Review the material line by line. Identify and copy every line that contains the string "PostgresProcessRepository".

Data START

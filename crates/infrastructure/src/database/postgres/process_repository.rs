use async_trait::async_trait;
use chrono::{DateTime, Utc};
use sqlx::PgPool;
use tracing::{info, instrument};

use conveyor_core::errors::Result;
use conveyor_core::models::{Process, ProcessRegistration};
use conveyor_core::traits::ProcessRepository;

use super::row_to_process;

pub struct PostgresProcessRepository {
    pool: PgPool,
}

impl PostgresProcessRepository {
    pub fn new(pool: PgPool) -> Self {
        Self { pool }
    }
}

#[async_trait]
impl ProcessRepository for PostgresProcessRepository {
    #[instrument(skip(self, registration), fields(kind = %registration.kind, name = %registration.name))]
    async fn register(&self, registration: &ProcessRegistration) -> Result<Process> {
        let row = sqlx::query(
            r#"
            INSERT INTO processes (kind, name, pid, hostname, supervisor_id, metadata)
            VALUES ($1, $2, $3, $4, $5, $6)
            RETURNING *
            "#,
        )
        .bind(registration.kind)
        .bind(&registration.name)
        .bind(registration.pid)
        .bind(&registration.hostname)
        .bind(registration.supervisor_id)
        .bind(&registration.metadata)
        .fetch_one(&self.pool)
        .await?;

        let process = row_to_process(&row)?;
        info!("进程 {} 已注册 (ID: {})", process.name, process.id);
        Ok(process)
    }

    async fn heartbeat(&self, process_id: i64, now: DateTime<Utc>) -> Result<bool> {
        let updated = sqlx::query("UPDATE processes SET last_heartbeat_at = $2 WHERE id = $1")
            .bind(process_id)
            .bind(now)
            .execute(&self.pool)
            .await?;
        Ok(updated.rows_affected() == 1)
    }

    #[instrument(skip(self))]
    async fn deregister(&self, process_id: i64) -> Result<()> {
        sqlx::query("DELETE FROM processes WHERE id = $1")
            .bind(process_id)
            .execute(&self.pool)
            .await?;
        Ok(())
    }

    /// 清理心跳过期的进程行，返回被清理的进程供调用方回收其认领
    #[instrument(skip(self))]
    async fn prune_dead(&self, cutoff: DateTime<Utc>) -> Result<Vec<Process>> {
        let rows = sqlx::query("DELETE FROM processes WHERE last_heartbeat_at < $1 RETURNING *")
            .bind(cutoff)
            .fetch_all(&self.pool)
            .await?;

        let pruned: Vec<Process> = rows.iter().map(row_to_process).collect::<Result<_>>()?;
        if !pruned.is_empty() {
            info!("清理了 {} 个心跳过期的进程", pruned.len());
        }
        Ok(pruned)
    }

    async fn get_by_id(&self, process_id: i64) -> Result<Option<Process>> {
        let row = sqlx::query("SELECT * FROM processes WHERE id = $1")
            .bind(process_id)
            .fetch_optional(&self.pool)
            .await?;
        row.as_ref().map(row_to_process).transpose()
    }

    async fn supervisees(&self, supervisor_id: i64) -> Result<Vec<Process>> {
        let rows = sqlx::query("SELECT * FROM processes WHERE supervisor_id = $1 ORDER BY id")
            .bind(supervisor_id)
            .fetch_all(&self.pool)
            .await?;
        rows.iter().map(row_to_process).collect()
    }
}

Data END

__Result__:
pub struct PostgresProcessRepository {
impl PostgresProcessRepository {
impl ProcessRepository for PostgresProcessRepository {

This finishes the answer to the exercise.